Éditorial Juillet 2019

Dès qu’une religion ou une tradition spirituelle se transfère d’un monde culturel à un autre, se pose la question d’une adaptation plus ou moins poussée. Dans son histoire asiatique, le bouddhisme a plus d’une fois rencontré ce défi, ce qui donna lieu à des tâtonnements et parfois à d’âpres débats. Son implantation en Occident suscite de même recherches et débats. Pour sa part, Marc Horemans déplore une tendance fréquente à «copier à l’identique» les traditions propres à telle école ou telle région de l’Asie. Il plaide pour davantage de liberté créative. Ce serait un «retour à l’origine de la tradition, avec sa flexibilité et sa signification profonde».

Auteur d’ouvrages dans le champ de l’interreligieux, Paul Knitter montre que les principales traditions, notamment le bouddhisme et le christianisme, établissent un rapport étroit entre la relation à l’ultime ou au divin et l’amour ou la compassion pour autrui. Chacune à sa manière, elles invitent à une transformation: passer d’une attitude égocentrique à un élargissement du cœur et de notre compréhension du Réel. Sans ignorer les différences, on peut repérer ce qu’il appelle une non-dualité entre la sagesse ou connaissance et l’amour des êtres. Un bref essai d’un moine hindou lui apporte un éclairage complémentaire.

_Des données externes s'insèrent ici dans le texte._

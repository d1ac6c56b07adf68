//! The SM9 Barreto-Naehrig curve of GM/T 0044, t = 0x600000000058F98A:
//! E: y^2 = x^3 + 5 over Fq, with G2 on the sextic twist over Fq2 and the
//! R-ate pairing into Fq12.

use crate::{
    biginteger::BigInteger256 as BigInteger,
    curves::{
        models::bn::{Bn, BnParameters, G1Affine as BnG1Affine, G2Affine as BnG2Affine},
        PairingCurve, PairingEngine,
    },
    field_new,
    fields::sm9::{fq12::Fq12Parameters, fq2::Fq2Parameters, fq4::Fq4Parameters, Fq, Fq12, Fq2},
};

pub mod g1;
pub mod g2;

#[cfg(test)]
mod tests;

use self::{g1::Sm9G1Parameters, g2::Sm9G2Parameters};

pub struct Sm9Parameters;

impl BnParameters for Sm9Parameters {
    /// 6t + 2 = 0x2400000000215D93E
    const ATE_LOOP_COUNT: &'static [u64] = &[0x400000000215d93e, 0x2];

    /// t = 0x600000000058F98A
    const T: &'static [u64] = &[0x600000000058f98a];

    /// 1/(-2) mod q
    const TWIST_PHI_FACTOR: Fq = field_new!(Fq, BigInteger([
        0xe56f9b27e351457d,
        0x21f2934b1a7aeedb,
        0xd603ab4ff58ec745,
        0x3640000002a3a6f1,
    ]));

    const TWIST_FROBENIUS_COEFF_X_1: Fq2 = field_new!(
        Fq2,
        field_new!(Fq, BigInteger([
            0x646a4b5a4e6783b9,
            0xd5e4017f8d980f9d,
            0x8d8bf6fd0cdfe790,
            0x2d4ac18b775a8f7b,
        ])),
        field_new!(Fq, BigInteger([
            0x0,
            0x0,
            0x0,
            0x0,
        ])),
    );

    const TWIST_FROBENIUS_COEFF_Y_1: Fq2 = field_new!(
        Fq2,
        field_new!(Fq, BigInteger([
            0xabbaac18a46a2054,
            0x46ee57561222c759,
            0x1dae609fa0e23561,
            0x1df7113dae0adc3c,
        ])),
        field_new!(Fq, BigInteger([
            0x0,
            0x0,
            0x0,
            0x0,
        ])),
    );

    const TWIST_FROBENIUS_COEFF_X_2: Fq2 = field_new!(
        Fq2,
        field_new!(Fq, BigInteger([
            0x2f4981aa150a0eb3,
            0x19c92815c28ded55,
            0x39934d9cf7fd761b,
            0x99cac18b7ca1dd5f,
        ])),
        field_new!(Fq, BigInteger([
            0x0,
            0x0,
            0x0,
            0x0,
        ])),
    );

    const TWIST_FROBENIUS_COEFF_Y_2: Fq2 = field_new!(
        Fq2,
        field_new!(Fq, BigInteger([
            0xcadf364fc6a28afa,
            0x43e5269634f5ddb7,
            0xac07569feb1d8e8a,
            0x6c80000005474de3,
        ])),
        field_new!(Fq, BigInteger([
            0x0,
            0x0,
            0x0,
            0x0,
        ])),
    );

    type Fp = Fq;
    type Fp2Params = Fq2Parameters;
    type Fp4Params = Fq4Parameters;
    type Fp12Params = Fq12Parameters;
    type G1Parameters = Sm9G1Parameters;
    type G2Parameters = Sm9G2Parameters;
}

pub type Sm9 = Bn<Sm9Parameters>;

pub type G1Affine = BnG1Affine<Sm9Parameters>;
pub type G2Affine = BnG2Affine<Sm9Parameters>;

impl PairingCurve for G1Affine {
    type Engine = Sm9;
    type PairWith = G2Affine;
    type PairingResult = Fq12;

    fn pairing_with(&self, other: &Self::PairWith) -> Self::PairingResult {
        Sm9::pairing(*self, *other)
    }
}

impl PairingCurve for G2Affine {
    type Engine = Sm9;
    type PairWith = G1Affine;
    type PairingResult = Fq12;

    fn pairing_with(&self, other: &Self::PairWith) -> Self::PairingResult {
        Sm9::pairing(*other, *self)
    }
}
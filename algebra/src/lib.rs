//! Number-theoretic core of the GM/T algorithm suite.
//!
//! The crate is organized leaves first:
//!
//! - fixed-width big integers and their carry arithmetic,
//! - Montgomery prime fields and the towered extensions
//!   Fp -> Fp2 -> Fp4 -> Fp12 (u^2 = -2, v^2 = u, w^3 = v),
//! - affine short-Weierstrass curves over any of those fields, together with
//!   the GM/T point-compression codec,
//! - the R-ate pairing on the SM9 Barreto-Naehrig curve.
//!
//! Concrete instantiations live in `fields::{sm2, sm9}` and
//! `curves::{sm2p256v1, sm9}`.

pub mod biginteger;
pub use self::biginteger::*;

pub mod bytes;
pub use self::bytes::*;

pub mod error;
pub use self::error::Error;

#[macro_use]
pub mod fields;
pub use self::fields::*;

pub mod curves;
pub use self::curves::*;

pub mod rand;
pub use self::rand::UniformRand;
//! Protocol layer of the GM/T algorithm suite.
//!
//! Builds the SM2 elliptic-curve schemes and the SM9 identity-based schemes
//! on top of `gm-algebra`, together with the symmetric primitives they
//! consume: the SM3 hash, the SM4 block cipher with its working modes, and
//! the counter-mode key-derivation function.
//!
//! Byte-level façades ([`Sm2`], [`Sm9`], [`Sm9Kgc`]) decode wire-format
//! arguments, drive the cores, and re-encode the results; the cores operate
//! on field elements and curve points throughout.

use serde::{Deserialize, Serialize};

pub mod error;
pub use self::error::Error;

pub mod rand;

pub mod crh;
pub use self::crh::{Hash, Sm3};

pub mod block_cipher;
pub use self::block_cipher::{BlockCipher, Sm4};

pub mod kdf;

pub mod sm2;
pub use self::sm2::Sm2;

pub mod sm9;
pub use self::sm9::{Sm9, Sm9Kgc};

pub use gm_algebra::curves::PcMode;

/// Role labels of the two-party key-exchange protocols.
#[derive(Copy, Clone, Debug, PartialEq, Eq, Serialize, Deserialize)]
pub enum KeyExchangeMode {
    Initiator,
    Responder,
}
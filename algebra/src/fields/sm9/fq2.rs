//! Fq2 = Fq[u]/(u^2 + 2), the twist field of the SM9 curve.

use crate::{
    biginteger::BigInteger256 as BigInteger,
    field_new,
    fields::{fp2::{Fp2, Fp2Parameters}, sm9::fq::Fq},
};

pub type Fq2 = Fp2<Fq2Parameters>;

pub struct Fq2Parameters;

impl Fp2Parameters for Fq2Parameters {
    type Fp = Fq;

    /// NONRESIDUE = -2
    const NONRESIDUE: Fq = field_new!(Fq, BigInteger([
        0xb04ed177a9f3d077,
        0x65d7b9e14f70cc93,
        0x820b01efe0ac55cf,
        0x22c0000007eaf4d5,
    ]));

    /// u^(q^i - 1) for i = 0, 1
    const FROBENIUS_COEFF_FP2_C1: [Fq; 2] = [
        field_new!(Fq, BigInteger([
            0x1a9064d81caeba83,
            0xde0d6cb4e5851124,
            0x29fc54b00a7138ba,
            0x49bffffffd5c590e,
        ])),
        field_new!(Fq, BigInteger([
            0xcadf364fc6a28afa,
            0x43e5269634f5ddb7,
            0xac07569feb1d8e8a,
            0x6c80000005474de3,
        ])),
    ];
}
use crate::{
    biginteger::{arithmetic as fa, BigInteger as _, BigInteger256 as BigInteger},
    bytes::{FromBytes, ToBytes},
    fields::{Field, FpParameters, LegendreSymbol, PrimeField, SquareRootField},
    rand::UniformRand,
};
use derivative::Derivative;
use rand::Rng;
use std::{
    fmt,
    io::{Error as IoError, ErrorKind, Read, Result as IoResult, Write},
    marker::PhantomData,
    ops::{AddAssign, MulAssign, Neg, SubAssign},
};
use unroll::unroll_for_loops;

pub trait Fp256Parameters: FpParameters<BigInt = BigInteger> {}

/// An element of a prime field of at most 256 bits, in Montgomery
/// representation. None of the GM/T moduli leaves a spare top bit, so all
/// reductions here track carry-outs explicitly.
#[derive(Derivative)]
#[derivative(
    Default(bound = ""),
    Hash(bound = ""),
    Clone(bound = ""),
    Copy(bound = ""),
    PartialEq(bound = ""),
    Eq(bound = "")
)]
pub struct Fp256<P>(pub BigInteger, pub PhantomData<P>);

impl<P> Fp256<P> {
    /// Wraps a raw Montgomery representation.
    pub const fn new(element: BigInteger) -> Self {
        Fp256(element, PhantomData)
    }
}

impl<P: Fp256Parameters> Fp256<P> {
    #[inline]
    fn is_valid(&self) -> bool {
        self.0 < P::MODULUS
    }

    /// Conditionally subtracts the modulus; `carry` is the bit shifted out of
    /// the 256-bit window by the preceding operation.
    #[inline]
    fn reduce(&mut self, carry: bool) {
        if carry || !self.is_valid() {
            self.0.sub_noborrow(&P::MODULUS);
        }
    }

    #[inline]
    #[unroll_for_loops]
    fn mont_reduce(&mut self, r: &mut [u64; 8]) {
        // CIOS reduction. The quotient may reach 2p/2^256, so the final
        // carry word participates in the conditional subtraction.
        let mut carry2 = 0;
        for i in 0..4 {
            let k = r[i].wrapping_mul(P::INV);
            let mut carry = 0;
            fa::mac_with_carry(r[i], k, P::MODULUS.0[0], &mut carry);
            for j in 1..4 {
                r[i + j] = fa::mac_with_carry(r[i + j], k, P::MODULUS.0[j], &mut carry);
            }
            r[i + 4] = fa::adc(r[i + 4], carry2, &mut carry);
            carry2 = carry;
        }
        (self.0).0.copy_from_slice(&r[4..]);
        self.reduce(carry2 != 0);
    }

    /// Lucas sequence pair (U_k, V_k) for U_k = X U_{k-1} - Y U_{k-2},
    /// seeded (U_0, V_0) = (0, 2). Drives the p = 1 (mod 8) square root.
    fn lucas_sequence(x: &Self, y: &Self, k: &BigInteger) -> (Self, Self) {
        let half = Self::from(2).inverse().unwrap();
        let delta = x.square() - y.double().double();
        let mut u = Self::zero();
        let mut v = Self::one().double();
        for bit in crate::fields::BitIterator::new(k) {
            let u_next = u * &v;
            let v_next = (v.square() + delta * u.square()) * half;
            u = u_next;
            v = v_next;
            if bit {
                let u_next = (*x * &u + v) * half;
                let v_next = (*x * &v + delta * u) * half;
                u = u_next;
                v = v_next;
            }
        }
        (u, v)
    }

    /// Square root for p = 3, 7 (mod 8): y = x^((p+1)/4), accepted iff y^2 = x.
    fn sqrt_4u3(&self) -> Option<Self> {
        let mut e = P::MODULUS;
        e.add_nocarry(&BigInteger::from(1));
        e.div2();
        e.div2();
        let y = self.pow(e);
        if y.square() == *self {
            Some(y)
        } else {
            None
        }
    }

    /// Square root for p = 5 (mod 8), Atkin's method.
    fn sqrt_8u5(&self) -> Option<Self> {
        let mut e = P::MODULUS;
        e.sub_noborrow(&BigInteger::from(1));
        e.div2();
        e.div2();
        let z = self.pow(e);
        if z.is_one() {
            let mut e = P::MODULUS;
            e.add_nocarry(&BigInteger::from(3));
            e.div2();
            e.div2();
            e.div2();
            return Some(self.pow(e));
        }
        if z == -Self::one() {
            let mut e = P::MODULUS;
            e.sub_noborrow(&BigInteger::from(5));
            e.div2();
            e.div2();
            e.div2();
            let four_x = self.double().double();
            return Some(self.double() * four_x.pow(e));
        }
        None
    }

    /// Square root for p = 1 (mod 8) by the Lucas-sequence method.
    fn sqrt_8u1(&self) -> Option<Self> {
        let one = Self::one();
        let minus_one = -one;
        let half = Self::from(2).inverse().unwrap();
        let mut k = P::MODULUS;
        k.add_nocarry(&BigInteger::from(1));
        k.div2();
        for x_candidate in 1u64.. {
            let x = Self::from(x_candidate);
            let (u, v) = Self::lucas_sequence(&x, self, &k);
            if (v.square() - self.double().double()).is_zero() {
                return Some(v * half);
            }
            if u != one && u != minus_one {
                return None;
            }
        }
        unreachable!()
    }
}

impl<P: Fp256Parameters> Field for Fp256<P> {
    #[inline]
    fn zero() -> Self {
        Fp256::new(BigInteger::from(0))
    }

    #[inline]
    fn is_zero(&self) -> bool {
        self.0.is_zero()
    }

    #[inline]
    fn one() -> Self {
        Fp256::new(P::R)
    }

    #[inline]
    fn is_one(&self) -> bool {
        self.0 == P::R
    }

    #[inline]
    fn parity(&self) -> bool {
        self.into_repr().is_odd()
    }

    #[inline]
    fn double(&self) -> Self {
        let mut tmp = *self;
        tmp.double_in_place();
        tmp
    }

    #[inline]
    fn double_in_place(&mut self) -> &mut Self {
        let carry = self.0.mul2();
        self.reduce(carry);
        self
    }

    #[inline]
    fn square(&self) -> Self {
        let mut tmp = *self;
        tmp.square_in_place();
        tmp
    }

    #[inline]
    fn square_in_place(&mut self) -> &mut Self {
        let tmp = *self;
        self.mul_assign(&tmp);
        self
    }

    /// Binary extended Euclid on the Montgomery representation
    /// (Guajardo et al., "Efficient hardware implementation of finite fields").
    fn inverse(&self) -> Option<Self> {
        if self.is_zero() {
            return None;
        }
        let one = BigInteger::from(1);

        let mut u = self.0;
        let mut v = P::MODULUS;
        let mut b = Fp256::<P>::new(P::R2);
        let mut c = Self::zero();

        while u != one && v != one {
            while u.is_even() {
                u.div2();
                if b.0.is_even() {
                    b.0.div2();
                } else {
                    let carry = b.0.add_nocarry(&P::MODULUS);
                    b.0.div2();
                    if carry {
                        (b.0).0[3] |= 1 << 63;
                    }
                }
            }
            while v.is_even() {
                v.div2();
                if c.0.is_even() {
                    c.0.div2();
                } else {
                    let carry = c.0.add_nocarry(&P::MODULUS);
                    c.0.div2();
                    if carry {
                        (c.0).0[3] |= 1 << 63;
                    }
                }
            }
            if v < u {
                u.sub_noborrow(&v);
                b.sub_assign(&c);
            } else {
                v.sub_noborrow(&u);
                c.sub_assign(&b);
            }
        }

        if u == one {
            Some(b)
        } else {
            Some(c)
        }
    }

    fn inverse_in_place(&mut self) -> Option<&mut Self> {
        if let Some(inv) = self.inverse() {
            *self = inv;
            Some(self)
        } else {
            None
        }
    }

    /// Identity: Frobenius fixes the prime field.
    #[inline]
    fn frobenius_map(&mut self, _: usize) {}
}

impl<P: Fp256Parameters> SquareRootField for Fp256<P> {
    fn legendre(&self) -> LegendreSymbol {
        let s = self.pow(P::MODULUS_MINUS_ONE_DIV_TWO);
        if s.is_zero() {
            LegendreSymbol::Zero
        } else if s.is_one() {
            LegendreSymbol::QuadraticResidue
        } else {
            LegendreSymbol::QuadraticNonResidue
        }
    }

    /// Branches on p mod 8; the Lucas branch keeps the model total even
    /// though the fixed GM/T moduli never take it.
    fn sqrt(&self) -> Option<Self> {
        if self.is_zero() {
            return Some(*self);
        }
        match P::MODULUS.0[0] & 7 {
            3 | 7 => self.sqrt_4u3(),
            5 => self.sqrt_8u5(),
            1 => self.sqrt_8u1(),
            _ => unreachable!("even modulus"),
        }
    }

    fn sqrt_in_place(&mut self) -> Option<&mut Self> {
        (*self).sqrt().map(|sqrt| {
            *self = sqrt;
            self
        })
    }
}

impl<P: Fp256Parameters> PrimeField for Fp256<P> {
    type Params = P;
    type BigInt = BigInteger;

    fn from_repr(repr: BigInteger) -> Option<Self> {
        let mut r = Fp256::new(repr);
        if !r.is_valid() {
            return None;
        }
        r.mul_assign(&Fp256::new(P::R2));
        Some(r)
    }

    fn into_repr(&self) -> BigInteger {
        let mut tmp = *self;
        let mut r = [0u64; 8];
        r[..4].copy_from_slice(&(self.0).0);
        tmp.mont_reduce(&mut r);
        tmp.0
    }

    fn from_be_bytes_mod_order(bytes: &[u8]) -> Self {
        let reduced = crate::biginteger::reduce_bytes_be_mod(bytes, &P::MODULUS);
        Self::from_repr(reduced).expect("reduced below the modulus")
    }
}

impl<P: Fp256Parameters> From<u64> for Fp256<P> {
    fn from(value: u64) -> Self {
        Self::from_repr(BigInteger::from(value)).expect("one limb is below the modulus")
    }
}

impl<P: Fp256Parameters> fmt::Debug for Fp256<P> {
    fn fmt(&self, f: &mut fmt::Formatter<'_>) -> fmt::Result {
        write!(f, "Fp256({})", self.into_repr())
    }
}

impl<P: Fp256Parameters> fmt::Display for Fp256<P> {
    fn fmt(&self, f: &mut fmt::Formatter<'_>) -> fmt::Result {
        write!(f, "{}", self.into_repr())
    }
}

impl<P: Fp256Parameters> Neg for Fp256<P> {
    type Output = Self;

    #[inline]
    fn neg(self) -> Self {
        if !self.is_zero() {
            let mut tmp = P::MODULUS;
            tmp.sub_noborrow(&self.0);
            Fp256::new(tmp)
        } else {
            self
        }
    }
}

impl<'a, P: Fp256Parameters> AddAssign<&'a Self> for Fp256<P> {
    #[inline]
    fn add_assign(&mut self, other: &Self) {
        let carry = self.0.add_nocarry(&other.0);
        self.reduce(carry);
    }
}

impl<'a, P: Fp256Parameters> SubAssign<&'a Self> for Fp256<P> {
    #[inline]
    fn sub_assign(&mut self, other: &Self) {
        if other.0 > self.0 {
            // Borrow the modulus; a carry out of the window cancels against
            // the wrapping subtraction below.
            self.0.add_nocarry(&P::MODULUS);
        }
        self.0.sub_noborrow(&other.0);
    }
}

impl<'a, P: Fp256Parameters> MulAssign<&'a Self> for Fp256<P> {
    #[inline]
    #[unroll_for_loops]
    fn mul_assign(&mut self, other: &Self) {
        let mut r = [0u64; 8];
        for i in 0..4 {
            let mut carry = 0;
            for j in 0..4 {
                r[i + j] = fa::mac_with_carry(r[i + j], (self.0).0[i], (other.0).0[j], &mut carry);
            }
            r[i + 4] = carry;
        }
        self.mont_reduce(&mut r);
    }
}

impl_field_ops!(Fp256, Fp256Parameters);

impl<P: Fp256Parameters> ToBytes for Fp256<P> {
    #[inline]
    fn write<W: Write>(&self, writer: W) -> IoResult<()> {
        self.into_repr().write(writer)
    }
}

impl<P: Fp256Parameters> FromBytes for Fp256<P> {
    #[inline]
    fn read<R: Read>(reader: R) -> IoResult<Self> {
        let repr = BigInteger::read(reader)?;
        Self::from_repr(repr)
            .ok_or_else(|| IoError::new(ErrorKind::InvalidData, "value not below the modulus"))
    }
}

impl<P: Fp256Parameters> UniformRand for Fp256<P> {
    /// Rejection sampling over the shaved representation.
    #[inline]
    fn rand<R: Rng + ?Sized>(rng: &mut R) -> Self {
        loop {
            let mut tmp = BigInteger::rand(rng);
            tmp.0[3] &= u64::max_value() >> P::REPR_SHAVE_BITS;
            if tmp < P::MODULUS {
                return Fp256::new(tmp);
            }
        }
    }
}
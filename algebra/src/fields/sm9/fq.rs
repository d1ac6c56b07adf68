//! The SM9 BN base field, q = 36t^4 + 36t^3 + 24t^2 + 6t + 1.

use crate::{
    biginteger::BigInteger256 as BigInteger,
    fields::{Fp256, Fp256Parameters, FpParameters},
};

pub type Fq = Fp256<FqParameters>;

pub struct FqParameters;

impl Fp256Parameters for FqParameters {}
impl FpParameters for FqParameters {
    type BigInt = BigInteger;

    /// MODULUS = 0xb640000002a3a6f1d603ab4ff58ec74521f2934b1a7aeedbe56f9b27e351457d
    const MODULUS: BigInteger = BigInteger([
            0xe56f9b27e351457d,
            0x21f2934b1a7aeedb,
            0xd603ab4ff58ec745,
            0xb640000002a3a6f1,
        ]);

    const MODULUS_BITS: u32 = 256;

    const REPR_SHAVE_BITS: u32 = 0;

    /// R = 2^256 mod MODULUS
    const R: BigInteger = BigInteger([
            0x1a9064d81caeba83,
            0xde0d6cb4e5851124,
            0x29fc54b00a7138ba,
            0x49bffffffd5c590e,
        ]);

    /// R^2 mod MODULUS
    const R2: BigInteger = BigInteger([
            0x27dea312b417e2d2,
            0x88f8105fae1a5d3f,
            0xe479b522d6706e7b,
            0x2ea795a656f62fbd,
        ]);

    /// -MODULUS^(-1) mod 2^64
    const INV: u64 = 0x892bc42c2f2ee42b;

    const MODULUS_MINUS_ONE_DIV_TWO: BigInteger = BigInteger([
            0xf2b7cd93f1a8a2be,
            0x90f949a58d3d776d,
            0xeb01d5a7fac763a2,
            0x5b2000000151d378,
        ]);
}
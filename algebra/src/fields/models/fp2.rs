use crate::{
    bytes::{FromBytes, ToBytes},
    fields::{Field, LegendreSymbol, PrimeField, SquareRootField},
    rand::UniformRand,
};
use derivative::Derivative;
use rand::Rng;
use std::{
    fmt,
    io::{Read, Result as IoResult, Write},
    ops::{AddAssign, MulAssign, Neg, SubAssign},
};

/// Parameters of a quadratic extension Fp[u]/(u^2 - alpha).
///
/// The GM/T tower fixes alpha = -2; changing it invalidates every Frobenius
/// table further up the tower.
pub trait Fp2Parameters: 'static + Send + Sync {
    type Fp: PrimeField;

    /// alpha, a quadratic non-residue of Fp.
    const NONRESIDUE: Self::Fp;

    /// u^(p^i - 1) for i = 0, 1.
    const FROBENIUS_COEFF_FP2_C1: [Self::Fp; 2];

    #[inline(always)]
    fn mul_fp_by_nonresidue(fe: &Self::Fp) -> Self::Fp {
        Self::NONRESIDUE * fe
    }
}

/// An element c0 + c1 * u of the quadratic extension.
#[derive(Derivative)]
#[derivative(
    Default(bound = ""),
    Hash(bound = ""),
    Clone(bound = ""),
    Copy(bound = ""),
    Debug(bound = ""),
    PartialEq(bound = ""),
    Eq(bound = "")
)]
pub struct Fp2<P: Fp2Parameters> {
    pub c0: P::Fp,
    pub c1: P::Fp,
}

impl<P: Fp2Parameters> Fp2<P> {
    pub const fn const_new(c0: P::Fp, c1: P::Fp) -> Self {
        Fp2 { c0, c1 }
    }

    pub fn new(c0: P::Fp, c1: P::Fp) -> Self {
        Fp2 { c0, c1 }
    }

    /// The norm map N(c0 + c1 u) = c0^2 - alpha * c1^2 into Fp.
    pub fn norm(&self) -> P::Fp {
        self.c0.square() - P::mul_fp_by_nonresidue(&self.c1.square())
    }

    /// Componentwise multiplication by a base-field scalar.
    pub fn mul_by_fp(&mut self, fe: &P::Fp) {
        self.c0 *= fe;
        self.c1 *= fe;
    }
}

impl<P: Fp2Parameters> Field for Fp2<P> {
    #[inline]
    fn zero() -> Self {
        Fp2::new(P::Fp::zero(), P::Fp::zero())
    }

    #[inline]
    fn is_zero(&self) -> bool {
        self.c0.is_zero() && self.c1.is_zero()
    }

    #[inline]
    fn one() -> Self {
        Fp2::new(P::Fp::one(), P::Fp::zero())
    }

    #[inline]
    fn is_one(&self) -> bool {
        self.c0.is_one() && self.c1.is_zero()
    }

    #[inline]
    fn parity(&self) -> bool {
        self.c0.parity()
    }

    #[inline]
    fn double(&self) -> Self {
        let mut tmp = *self;
        tmp.double_in_place();
        tmp
    }

    #[inline]
    fn double_in_place(&mut self) -> &mut Self {
        self.c0.double_in_place();
        self.c1.double_in_place();
        self
    }

    #[inline]
    fn square(&self) -> Self {
        let mut tmp = *self;
        tmp.square_in_place();
        tmp
    }

    #[inline]
    fn square_in_place(&mut self) -> &mut Self {
        let tmp = *self;
        self.mul_assign(&tmp);
        self
    }

    fn inverse(&self) -> Option<Self> {
        if self.is_zero() {
            return None;
        }
        // (c0 - c1 u) / (c0^2 - alpha c1^2)
        self.norm().inverse().map(|norm_inv| {
            Fp2::new(self.c0 * norm_inv, -(self.c1 * norm_inv))
        })
    }

    fn inverse_in_place(&mut self) -> Option<&mut Self> {
        if let Some(inv) = self.inverse() {
            *self = inv;
            Some(self)
        } else {
            None
        }
    }

    fn frobenius_map(&mut self, power: usize) {
        self.c1 *= &P::FROBENIUS_COEFF_FP2_C1[power % 2];
    }
}

impl<P: Fp2Parameters> SquareRootField for Fp2<P> {
    fn legendre(&self) -> LegendreSymbol {
        // x is a square in Fp2 iff its norm is a square in Fp
        self.norm().legendre()
    }

    /// Norm-based square root: split off the Fp root of the norm, then halve.
    fn sqrt(&self) -> Option<Self> {
        if self.is_zero() {
            return Some(*self);
        }
        if self.c1.is_zero() {
            // sqrt(c0) stays rational, or c0/alpha is a square times u^2
            if let Some(r) = self.c0.sqrt() {
                return Some(Fp2::new(r, P::Fp::zero()));
            }
            let shifted = self.c0 * P::NONRESIDUE.inverse().unwrap();
            return shifted.sqrt().map(|r| Fp2::new(P::Fp::zero(), r));
        }
        let alpha = self.norm().sqrt()?;
        let two_inv = P::Fp::from(2).inverse().unwrap();
        let mut delta = (self.c0 + alpha) * two_inv;
        if delta.is_zero() || delta.legendre().is_qnr() {
            delta = (self.c0 - alpha) * two_inv;
        }
        let c0 = delta.sqrt()?;
        let c1 = self.c1 * c0.double().inverse()?;
        let candidate = Fp2::new(c0, c1);
        if candidate.square() == *self {
            Some(candidate)
        } else {
            None
        }
    }

    fn sqrt_in_place(&mut self) -> Option<&mut Self> {
        (*self).sqrt().map(|sqrt| {
            *self = sqrt;
            self
        })
    }
}

impl<P: Fp2Parameters> fmt::Display for Fp2<P> {
    fn fmt(&self, f: &mut fmt::Formatter<'_>) -> fmt::Result {
        write!(f, "Fp2({} + {} * u)", self.c0, self.c1)
    }
}

impl<P: Fp2Parameters> Neg for Fp2<P> {
    type Output = Self;

    #[inline]
    fn neg(self) -> Self {
        Fp2::new(-self.c0, -self.c1)
    }
}

impl<'a, P: Fp2Parameters> AddAssign<&'a Self> for Fp2<P> {
    #[inline]
    fn add_assign(&mut self, other: &Self) {
        self.c0 += &other.c0;
        self.c1 += &other.c1;
    }
}

impl<'a, P: Fp2Parameters> SubAssign<&'a Self> for Fp2<P> {
    #[inline]
    fn sub_assign(&mut self, other: &Self) {
        self.c0 -= &other.c0;
        self.c1 -= &other.c1;
    }
}

impl<'a, P: Fp2Parameters> MulAssign<&'a Self> for Fp2<P> {
    /// Karatsuba: three base-field multiplications.
    #[inline]
    fn mul_assign(&mut self, other: &Self) {
        let v0 = self.c0 * &other.c0;
        let v1 = self.c1 * &other.c1;
        let c1 = (self.c0 + self.c1) * (other.c0 + other.c1) - v0 - v1;
        self.c0 = v0 + P::mul_fp_by_nonresidue(&v1);
        self.c1 = c1;
    }
}

impl_field_ops!(Fp2, Fp2Parameters);

impl<P: Fp2Parameters> ToBytes for Fp2<P> {
    /// Wire order: highest component first.
    #[inline]
    fn write<W: Write>(&self, mut writer: W) -> IoResult<()> {
        self.c1.write(&mut writer)?;
        self.c0.write(&mut writer)
    }
}

impl<P: Fp2Parameters> FromBytes for Fp2<P> {
    #[inline]
    fn read<R: Read>(mut reader: R) -> IoResult<Self> {
        let c1 = P::Fp::read(&mut reader)?;
        let c0 = P::Fp::read(&mut reader)?;
        Ok(Fp2::new(c0, c1))
    }
}

impl<P: Fp2Parameters> UniformRand for Fp2<P> {
    #[inline]
    fn rand<R: Rng + ?Sized>(rng: &mut R) -> Self {
        Fp2::new(P::Fp::rand(rng), P::Fp::rand(rng))
    }
}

Il a déjà été question plus d’une fois, dans nos bulletins, du phénomène que, faute d’un meilleur terme, on appelle ‘double appartenance’. Bien que l’étiquette recouvre des situations et des expériences diverses, celles-ci soulèvent bien des interrogations dignes de notre attention. Nous sommes donc heureux de reprendre, avec l’aimable accord de la revue Spiritus, un dossier de quatre brefs textes. Loin de clore le débat, les quatre invités l’ouvrent plus largement mais avec le souci d’une parole à la fois modeste, nuancée et constructive.

Partant notamment de son expérience des rencontres interculturelles et interreligieuses dans le cadre des «Échanges spirituels Est-Ouest», Pierre de Béthune s’interroge sur la fraternité. Des proclamations rapides de fraternité universelle risquent d’être vides faute de reconnaitre les différences et l’étrangeté de l’autre. Offerte gratuitement, l’hospitalité respecte la différence. Si «le frère le plus proche reste, pour une part, un étranger, l’étranger le plus lointain est toujours, pour une part, un frère». L’hospitalité offerte – et plus encore l’hospitalité reçue – devient le chemin d’une authentique ‘fraternité originelle’.